This year, I thoroughly enjoyed recording a video with a talented jazz musician, Carlos Praia. We did one of my favourite renditions of my poem Phoenix. Phoenix is a story about triumph, a word of encouragement, it’s a reminder to keep on living from our hearts even when we find them and our ourselves broken. A dare to live even when faced with the twists and turns that change everything we thought we knew about our lives, selves.

Phoenix- Jaliya the Bird & Carlos Praia
“Don´t let this life rob you from living
Live from your heart even when it´s broken”.
Jaliya the Bird

Konya Shamsrumi: What does Africa mean to you, as potential or reality?

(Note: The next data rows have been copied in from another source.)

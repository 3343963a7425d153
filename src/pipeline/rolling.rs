use crate::pipeline::finalize::{build_climb, passes_gradient_floor};
use crate::pipeline::merge::first_at_or_after;
use crate::pipeline::smooth::gradient;
use crate::types::climb::{Climb, DetectionConfig};
use crate::types::profile::ElevationSample;

const ROLLING_WINDOW_M: f64 = 1000.0;
const ROLLING_MIN_GRADIENT: f64 = 3.0;

/// Flat-rule detector: every 1 km window averaging 3% or more is climbing,
/// and overlapping windows are joined into one climb.
///
/// No merge or lookahead step; scoring and the gradient floor match the
/// FIETS detector.
pub fn detect(
    smoothed: &[ElevationSample],
    original: &[ElevationSample],
    config: &DetectionConfig,
) -> Vec<Climb> {
    climbing_runs(smoothed)
        .into_iter()
        .map(|(start, end)| build_climb(smoothed[start], smoothed[end], original, config))
        .filter(|climb| passes_gradient_floor(climb, config))
        .collect()
}

/// Index ranges `[start, end]` covered by steep windows, unioned and in order.
fn climbing_runs(smoothed: &[ElevationSample]) -> Vec<(usize, usize)> {
    let mut runs: Vec<(usize, usize)> = Vec::new();

    for (i, point) in smoothed.iter().enumerate() {
        let j = first_at_or_after(smoothed, point.distance + ROLLING_WINDOW_M);
        if j >= smoothed.len() {
            break;
        }
        if gradient(point, &smoothed[j]) < ROLLING_MIN_GRADIENT {
            continue;
        }

        match runs.last_mut() {
            Some(run) if i <= run.1 => run.1 = run.1.max(j),
            _ => runs.push((i, j)),
        }
    }

    runs
}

Jaliya the Bird: This continent and the context of its present and history shapes, influences how I engage with the world, dictates the kind of living that´s possible for me, and it informs how the world engages back with me. As a child, I picked up that there was something wrong with being from this continent, I learned shame. As an adult, I´m no longer ashamed, just burdened. This is the place of the unheard, the living dead. I wrote Rituals of Power—

“The machinery is oiled with blood
Our bones, souls are the sacrifice
presented as feast unto the god of terror
To be from the Global South is
to be born seated on skulls
In the aftermath of massacre
Our tongues bear witness to what happened here
Our lives are evidence of what happens here”

Konya Shamsrumi: Could you share with us one poem you’ve been most impressed or fascinated by? Tell us why and share favourite lines from it.

Jaliya the Bird: Still I Rise by Maya Angelou. I love what was said at Keorapetse Kgositsile´s memorial service “We are all Bra Willie’s people”. I see community in this, ubuntu—how we are extensions of each other and I believe that we find our way within paths many have walked on and as they trod, they paved the way for us. They made us possible and in the same way, by virtue of our existence and finding our way we make others possible. When we encounter poems and poets from our lineage, we are drawn. Still I Rise is full of thoughts I like to explore and deal with in my own work. I now have the language to describe what I write about and why but when I was a child and encountered this poem I didn´t, yet it spoke to me. I´ve come to realize that it´s because I´m Maya´s people.

“Bringing the gifts that my ancestors gave,
I am the dream and the hope of the slave.”
Still I Rise read by Maya Angelou


Jaliya The Bird is a writer, poet, performer from Angola who is passionate about freedom and authenticity, living life from the core of who we are as we respond to the causes that move us.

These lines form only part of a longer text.